Only the lines with "inverted" in the entries below belong in the answer; please copy them.

--

use concordium_std::concordium_cfg_test;

#[concordium_cfg_test]
mod tests {
    use crate::sctest::*;
    use crate::*;
    use concordium_std::test_infrastructure::*;

    #[concordium_test]
    fn test_owner_only_gates() {
        let mut state_builder = TestStateBuilder::new();
        let state = initial_state(&mut state_builder, None);
        let mut host = TestHost::new(state, state_builder);
        let mut logger = TestLogger::init();

        let stranger = new_account();
        let ctx = receive_context(stranger, ts(5));

        let ret = contract_pause(&ctx, &mut host, &mut logger);
        claim_eq!(ret, Err(ContractError::Unauthorized));
        let ret = contract_finalize_sale(&ctx, &mut host, &mut logger);
        claim_eq!(ret, Err(ContractError::Unauthorized));
        let ret = contract_disable_vesting(&ctx, &mut host, &mut logger);
        claim_eq!(ret, Err(ContractError::Unauthorized));
        claim!(!host.state().paused);
    }

    #[concordium_test]
    fn test_pause_unpause() {
        let mut state_builder = TestStateBuilder::new();
        let state = initial_state(&mut state_builder, None);
        let mut host = TestHost::new(state, state_builder);
        let mut logger = TestLogger::init();

        let ctx = receive_context(OWNER_ACC, ts(5));
        contract_pause(&ctx, &mut host, &mut logger).expect_report("pause failed");
        claim!(host.state().paused);

        // paused blocks administrative mutation
        let parameter_bytes = to_bytes(&7u64);
        let mut set_ctx = receive_context(OWNER_ACC, ts(5));
        set_ctx.set_parameter(&parameter_bytes);
        let ret = contract_set_unit_price(&set_ctx, &mut host, &mut logger);
        claim_eq!(
            ret,
            Err(ContractError::from(CustomContractError::ContractPaused))
        );

        contract_unpause(&ctx, &mut host, &mut logger).expect_report("unpause failed");
        claim!(!host.state().paused);
        contract_set_unit_price(&set_ctx, &mut host, &mut logger).expect_report("set failed");
        claim_eq!(host.state().pricing.unit_price, 7);
    }

    #[concordium_test]
    fn test_set_unit_price_validation() {
        let mut state_builder = TestStateBuilder::new();
        let state = initial_state(&mut state_builder, None);
        let mut host = TestHost::new(state, state_builder);
        let mut logger = TestLogger::init();

        let parameter_bytes = to_bytes(&0u64);
        let mut ctx = receive_context(OWNER_ACC, ts(5));
        ctx.set_parameter(&parameter_bytes);
        let ret = contract_set_unit_price(&ctx, &mut host, &mut logger);
        claim_eq!(
            ret,
            Err(ContractError::from(CustomContractError::InvalidPrice))
        );
        claim_eq!(host.state().pricing.unit_price, 5);
    }

    #[concordium_test]
    fn test_set_times_validation() {
        let mut state_builder = TestStateBuilder::new();
        let state = initial_state(&mut state_builder, None);
        let mut host = TestHost::new(state, state_builder);
        let mut logger = TestLogger::init();

        // start must be in the future
        let past = to_bytes(&ts(3));
        let mut ctx = receive_context(OWNER_ACC, ts(5));
        ctx.set_parameter(&past);
        let ret = contract_set_start_time(&ctx, &mut host, &mut logger);
        claim_eq!(
            ret,
            Err(ContractError::from(CustomContractError::InvalidTime))
        );

        // start must stay before the end
        let beyond_end = to_bytes(&ts(30));
        let mut ctx = receive_context(OWNER_ACC, ts(5));
        ctx.set_parameter(&beyond_end);
        let ret = contract_set_start_time(&ctx, &mut host, &mut logger);
        claim_eq!(
            ret,
            Err(ContractError::from(CustomContractError::InvalidTime))
        );

        let fine = to_bytes(&ts(15));
        let mut ctx = receive_context(OWNER_ACC, ts(5));
        ctx.set_parameter(&fine);
        contract_set_start_time(&ctx, &mut host, &mut logger).expect_report("set start failed");
        claim_eq!(host.state().window.start, ts(15));

        // end must stay after the start
        let before_start = to_bytes(&ts(12));
        let mut ctx = receive_context(OWNER_ACC, ts(5));
        ctx.set_parameter(&before_start);
        let ret = contract_set_end_time(&ctx, &mut host, &mut logger);
        claim_eq!(
            ret,
            Err(ContractError::from(CustomContractError::InvalidTime))
        );

        let fine = to_bytes(&ts(60));
        let mut ctx = receive_context(OWNER_ACC, ts(5));
        ctx.set_parameter(&fine);
        contract_set_end_time(&ctx, &mut host, &mut logger).expect_report("set end failed");
        claim_eq!(host.state().window.end, ts(60));
    }

    #[concordium_test]
    fn test_set_hard_cap_bounds() {
        let mut state_builder = TestStateBuilder::new();
        let mut state = initial_state(&mut state_builder, None);
        state.pricing.total_sold = 100.into();
        let mut host = TestHost::new(state, state_builder);
        let mut logger = TestLogger::init();

        // cannot go below what is already sold
        let too_low = to_bytes(&ContractTokenAmount::from(50));
        let mut ctx = receive_context(OWNER_ACC, ts(5));
        ctx.set_parameter(&too_low);
        let ret = contract_set_hard_cap(&ctx, &mut host, &mut logger);
        claim_eq!(
            ret,
            Err(ContractError::from(CustomContractError::InvalidCap))
        );
        claim_eq!(host.state().pricing.hard_cap.0, 1000);

        let higher = to_bytes(&ContractTokenAmount::from(2000));
        let mut ctx = receive_context(OWNER_ACC, ts(5));
        ctx.set_parameter(&higher);
        contract_set_hard_cap(&ctx, &mut host, &mut logger).expect_report("set cap failed");
        claim_eq!(host.state().pricing.hard_cap.0, 2000);
    }

    #[concordium_test]
    fn test_set_purchase_limits() {
        let mut state_builder = TestStateBuilder::new();
        let state = initial_state(&mut state_builder, None);
        let mut host = TestHost::new(state, state_builder);
        let mut logger = TestLogger::init();

        let inverted = to_bytes(&PurchaseLimitParams {
            min_purchase: Amount::from_micro_ccd(100),
            max_purchase: Amount::from_micro_ccd(50),
        });
        let mut ctx = receive_context(OWNER_ACC, ts(5));
        ctx.set_parameter(&inverted);
        let ret = contract_set_purchase_limits(&ctx, &mut host, &mut logger);
        claim_eq!(
            ret,
            Err(ContractError::from(CustomContractError::InvalidLimits))
        );

        let fine = to_bytes(&PurchaseLimitParams {
            min_purchase: Amount::from_micro_ccd(50),
            max_purchase: Amount::from_micro_ccd(5_000),
        });
        let mut ctx = receive_context(OWNER_ACC, ts(5));
        ctx.set_parameter(&fine);
        contract_set_purchase_limits(&ctx, &mut host, &mut logger).expect_report("set failed");
        claim_eq!(
            host.state().pricing.min_purchase,
            Amount::from_micro_ccd(50)
        );
        claim_eq!(
            host.state().pricing.max_purchase,
            Amount::from_micro_ccd(5_000)
        );
        // one signal per changed limit
        claim_eq!(logger.logs.len(), 2);
    }

    #[concordium_test]
    fn test_configure_and_disable_vesting() {
        let mut state_builder = TestStateBuilder::new();
        let state = initial_state(&mut state_builder, None);
        let mut host = TestHost::new(state, state_builder);
        let mut logger = TestLogger::init();

        let bad = to_bytes(&VestingParams {
            duration: Duration::from_millis(100),
            cliff: Duration::from_millis(200),
            interval: Duration::from_millis(30),
        });
        let mut ctx = receive_context(OWNER_ACC, ts(5));
        ctx.set_parameter(&bad);
        let ret = contract_configure_vesting(&ctx, &mut host, &mut logger);
        claim_eq!(
            ret,
            Err(ContractError::from(CustomContractError::InvalidSchedule))
        );
        claim_eq!(host.state().vesting, None);

        let fine = to_bytes(&VestingParams {
            duration: Duration::from_millis(100),
            cliff: Duration::from_millis(10),
            interval: Duration::from_millis(30),
        });
        let mut ctx = receive_context(OWNER_ACC, ts(5));
        ctx.set_parameter(&fine);
        contract_configure_vesting(&ctx, &mut host, &mut logger).expect_report("configure failed");
        claim_eq!(host.state().vesting, Some(default_vesting()));

        let ctx = receive_context(OWNER_ACC, ts(5));
        contract_disable_vesting(&ctx, &mut host, &mut logger).expect_report("disable failed");
        claim_eq!(host.state().vesting, None);
    }

    #[concordium_test]
    fn test_finalize_captures_unsold_once() {
        let buyer = new_account();
        let mut state_builder = TestStateBuilder::new();
        let mut state = initial_state(&mut state_builder, None);
        // 300 tokens promised to a vesting account, still in custody
        state
            .add_grant(buyer, funded_account(buyer, 300), 300.into())
            .unwrap_abort();
        let mut host = TestHost::new(state, state_builder);
        let mut logger = TestLogger::init();
        mock_balance_of(&mut host, 800);

        // window still open, cap not reached
        let ctx = receive_context(OWNER_ACC, ts(20));
        let ret = contract_finalize_sale(&ctx, &mut host, &mut logger);
        claim_eq!(
            ret,
            Err(ContractError::from(CustomContractError::SaleStillOpen))
        );

        let ctx = receive_context(OWNER_ACC, ts(31));
        contract_finalize_sale(&ctx, &mut host, &mut logger).expect_report("finalize failed");
        claim!(host.state().finalized);
        claim_eq!(host.state().unsold_approved.0, 500);

        // frozen at the captured value even if the balance later changes
        mock_balance_of(&mut host, 9_999);
        let ret = contract_finalize_sale(&ctx, &mut host, &mut logger);
        claim_eq!(
            ret,
            Err(ContractError::from(CustomContractError::AlreadyFinalized))
        );
        claim_eq!(host.state().unsold_approved.0, 500);
    }

    #[concordium_test]
    fn test_finalize_on_hardcap() {
        let mut state_builder = TestStateBuilder::new();
        let mut state = initial_state(&mut state_builder, None);
        state.pricing.total_sold = 1000.into();
        let mut host = TestHost::new(state, state_builder);
        let mut logger = TestLogger::init();
        mock_balance_of(&mut host, 0);

        // hardcap reached inside the window is enough to close the books
        let ctx = receive_context(OWNER_ACC, ts(20));
        contract_finalize_sale(&ctx, &mut host, &mut logger).expect_report("finalize failed");
        claim!(host.state().finalized);
        claim_eq!(host.state().unsold_approved.0, 0);
    }

    #[concordium_test]
    fn test_withdraw_unsold() {
        let destination = new_account();
        let parameter_bytes = to_bytes(&destination);

        let mut state_builder = TestStateBuilder::new();
        let state = initial_state(&mut state_builder, None);
        let mut host = TestHost::new(state, state_builder);
        let mut logger = TestLogger::init();
        mock_transfer_ok(&mut host);

        let mut ctx = receive_context(OWNER_ACC, ts(40));
        ctx.set_parameter(&parameter_bytes);
        let ret = contract_withdraw_unsold(&ctx, &mut host, &mut logger);
        claim_eq!(
            ret,
            Err(ContractError::from(CustomContractError::NotFinalized))
        );

        host.state_mut().finalized = true;
        let ret = contract_withdraw_unsold(&ctx, &mut host, &mut logger);
        claim_eq!(
            ret,
            Err(ContractError::from(CustomContractError::NothingToWithdraw))
        );

        host.state_mut().unsold_approved = 500.into();
        contract_withdraw_unsold(&ctx, &mut host, &mut logger).expect_report("withdraw failed");
        claim_eq!(host.state().unsold_approved.0, 0);
        claim!(host.state().unsold_withdrawn);
        claim_eq!(host.state().stage(ts(40)), SaleStage::UnsoldWithdrawn);

        // the approval is spent
        let ret = contract_withdraw_unsold(&ctx, &mut host, &mut logger);
        claim_eq!(
            ret,
            Err(ContractError::from(CustomContractError::NothingToWithdraw))
        );
    }

    #[concordium_test]
    fn test_withdraw_raised_funds() {
        let destination = new_account();
        let parameter_bytes = to_bytes(&destination);

        let mut state_builder = TestStateBuilder::new();
        let state = initial_state(&mut state_builder, None);
        let mut host = TestHost::new(state, state_builder);

        let mut ctx = receive_context(OWNER_ACC, ts(40));
        ctx.set_parameter(&parameter_bytes);
        let ret = contract_withdraw_raised_funds(&ctx, &mut host);
        claim_eq!(
            ret,
            Err(ContractError::from(CustomContractError::NotFinalized))
        );

        host.state_mut().finalized = true;
        host.set_self_balance(Amount::from_micro_ccd(5_000));
        contract_withdraw_raised_funds(&ctx, &mut host).expect_report("withdraw failed");
    }

    #[concordium_test]
    fn test_reentrant_admin_call_rejected() {
        let mut state_builder = TestStateBuilder::new();
        let mut state = initial_state(&mut state_builder, None);
        state.locked = true;
        let mut host = TestHost::new(state, state_builder);
        let mut logger = TestLogger::init();

        let ctx = receive_context(OWNER_ACC, ts(5));
        let ret = contract_pause(&ctx, &mut host, &mut logger);
        claim_eq!(
            ret,
            Err(ContractError::from(CustomContractError::ReentrantCall))
        );
    }
}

--

> _Problem solution_
        let inverted = to_bytes(&PurchaseLimitParams {
        ctx.set_parameter(&inverted);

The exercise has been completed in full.